INFORMATION SUPPLIED: Begin

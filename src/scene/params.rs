//! Typed access to a command's loosely typed `params` object.
//!
//! Absent and `null` parameters fall back to the caller's default.

use super::Vec3;
use crate::executor::ExecutionError;
use serde_json::{Map, Value};

pub(crate) struct Params<'a>(&'a Map<String, Value>);

impl<'a> Params<'a> {
    pub(crate) fn new(params: &'a Map<String, Value>) -> Self {
        Self(params)
    }

    fn get(&self, name: &str) -> Option<&'a Value> {
        self.0.get(name).filter(|v| !v.is_null())
    }

    /// A required string, such as `object_name`.
    pub(crate) fn required_str(&self, name: &'static str) -> Result<&'a str, ExecutionError> {
        match self.get(name) {
            None => Err(ExecutionError::MissingParam(name)),
            Some(value) => value
                .as_str()
                .ok_or_else(|| ExecutionError::invalid(name, "expected a string")),
        }
    }

    pub(crate) fn string(&self, name: &'static str, default: &str) -> Result<String, ExecutionError> {
        match self.get(name) {
            None => Ok(default.to_string()),
            Some(value) => value
                .as_str()
                .map(str::to_string)
                .ok_or_else(|| ExecutionError::invalid(name, "expected a string")),
        }
    }

    pub(crate) fn number(&self, name: &'static str, default: f64) -> Result<f64, ExecutionError> {
        match self.get(name) {
            None => Ok(default),
            Some(value) => as_finite(name, value),
        }
    }

    /// A size, radius or depth: finite and not negative.
    pub(crate) fn extent(&self, name: &'static str, default: f64) -> Result<f64, ExecutionError> {
        let value = self.number(name, default)?;
        if value < 0.0 {
            return Err(ExecutionError::invalid(name, "must not be negative"));
        }
        Ok(value)
    }

    /// Pixel dimension in `1..=max`.
    pub(crate) fn dimension(&self, name: &'static str, default: u32, max: u32) -> Result<u32, ExecutionError> {
        match self.get(name) {
            None => Ok(default),
            Some(value) => value
                .as_u64()
                .filter(|n| (1..=u64::from(max)).contains(n))
                .map(|n| n as u32)
                .ok_or_else(|| {
                    ExecutionError::invalid(name, format!("expected an integer between 1 and {max}"))
                }),
        }
    }

    pub(crate) fn vec3(&self, name: &'static str, default: Vec3) -> Result<Vec3, ExecutionError> {
        Ok(self.optional_vec3(name)?.unwrap_or(default))
    }

    pub(crate) fn optional_vec3(&self, name: &'static str) -> Result<Option<Vec3>, ExecutionError> {
        let Some(value) = self.get(name) else {
            return Ok(None);
        };
        let components = components(name, value, 3, 3)?;
        Ok(Some([components[0], components[1], components[2]]))
    }

    /// RGBA color; three components get an alpha of 1.
    pub(crate) fn color(&self, name: &'static str, default: [f64; 4]) -> Result<[f64; 4], ExecutionError> {
        let Some(value) = self.get(name) else {
            return Ok(default);
        };
        let c = components(name, value, 3, 4)?;
        Ok([c[0], c[1], c[2], c.get(3).copied().unwrap_or(1.0)])
    }
}

fn as_finite(name: &'static str, value: &Value) -> Result<f64, ExecutionError> {
    value
        .as_f64()
        .filter(|n| n.is_finite())
        .ok_or_else(|| ExecutionError::invalid(name, "expected a number"))
}

fn components(
    name: &'static str,
    value: &Value,
    min: usize,
    max: usize,
) -> Result<Vec<f64>, ExecutionError> {
    let items = value
        .as_array()
        .filter(|items| (min..=max).contains(&items.len()))
        .ok_or_else(|| {
            let expected = if min == max {
                format!("expected an array of {min} numbers")
            } else {
                format!("expected an array of {min} to {max} numbers")
            };
            ExecutionError::invalid(name, expected)
        })?;
    items.iter().map(|item| as_finite(name, item)).collect()
}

INFORMATION SUPPLIED: End

DIRECTIONS FOR THIS TASK: Output all of the data exactly.

RESPONSE TO THE TASK:
filename src/scene/params.rs
//! Typed access to a command's loosely typed `params` object.
//!
//! Absent and `null` parameters fall back to the caller's default.

use super::Vec3;
use crate::executor::ExecutionError;
use serde_json::{Map, Value};

pub(crate) struct Params<'a>(&'a Map<String, Value>);

impl<'a> Params<'a> {
    pub(crate) fn new(params: &'a Map<String, Value>) -> Self {
        Self(params)
    }

    fn get(&self, name: &str) -> Option<&'a Value> {
        self.0.get(name).filter(|v| !v.is_null())
    }

    /// A required string, such as `object_name`.
    pub(crate) fn required_str(&self, name: &'static str) -> Result<&'a str, ExecutionError> {
        match self.get(name) {
            None => Err(ExecutionError::MissingParam(name)),
            Some(value) => value
                .as_str()
                .ok_or_else(|| ExecutionError::invalid(name, "expected a string")),
        }
    }

    pub(crate) fn string(&self, name: &'static str, default: &str) -> Result<String, ExecutionError> {
        match self.get(name) {
            None => Ok(default.to_string()),
            Some(value) => value
                .as_str()
                .map(str::to_string)
                .ok_or_else(|| ExecutionError::invalid(name, "expected a string")),
        }
    }

    pub(crate) fn number(&self, name: &'static str, default: f64) -> Result<f64, ExecutionError> {
        match self.get(name) {
            None => Ok(default),
            Some(value) => as_finite(name, value),
        }
    }

    /// A size, radius or depth: finite and not negative.
    pub(crate) fn extent(&self, name: &'static str, default: f64) -> Result<f64, ExecutionError> {
        let value = self.number(name, default)?;
        if value < 0.0 {
            return Err(ExecutionError::invalid(name, "must not be negative"));
        }
        Ok(value)
    }

    /// Pixel dimension in `1..=max`.
    pub(crate) fn dimension(&self, name: &'static str, default: u32, max: u32) -> Result<u32, ExecutionError> {
        match self.get(name) {
            None => Ok(default),
            Some(value) => value
                .as_u64()
                .filter(|n| (1..=u64::from(max)).contains(n))
                .map(|n| n as u32)
                .ok_or_else(|| {
                    ExecutionError::invalid(name, format!("expected an integer between 1 and {max}"))
                }),
        }
    }

    pub(crate) fn vec3(&self, name: &'static str, default: Vec3) -> Result<Vec3, ExecutionError> {
        Ok(self.optional_vec3(name)?.unwrap_or(default))
    }

    pub(crate) fn optional_vec3(&self, name: &'static str) -> Result<Option<Vec3>, ExecutionError> {
        let Some(value) = self.get(name) else {
            return Ok(None);
        };
        let components = components(name, value, 3, 3)?;
        Ok(Some([components[0], components[1], components[2]]))
    }

    /// RGBA color; three components get an alpha of 1.
    pub(crate) fn color(&self, name: &'static str, default: [f64; 4]) -> Result<[f64; 4], ExecutionError> {
        let Some(value) = self.get(name) else {
            return Ok(default);
        };
        let c = components(name, value, 3, 4)?;
        Ok([c[0], c[1], c[2], c.get(3).copied().unwrap_or(1.0)])
    }
}

fn as_finite(name: &'static str, value: &Value) -> Result<f64, ExecutionError> {
    value
        .as_f64()
        .filter(|n| n.is_finite())
        .ok_or_else(|| ExecutionError::invalid(name, "expected a number"))
}

fn components(
    name: &'static str,
    value: &Value,
    min: usize,
    max: usize,
) -> Result<Vec<f64>, ExecutionError> {
    let items = value
        .as_array()
        .filter(|items| (min..=max).contains(&items.len()))
        .ok_or_else(|| {
            let expected = if min == max {
                format!("expected an array of {min} numbers")
            } else {
                format!("expected an array of {min} to {max} numbers")
            };
            ExecutionError::invalid(name, expected)
        })?;
    items.iter().map(|item| as_finite(name, item)).collect()
}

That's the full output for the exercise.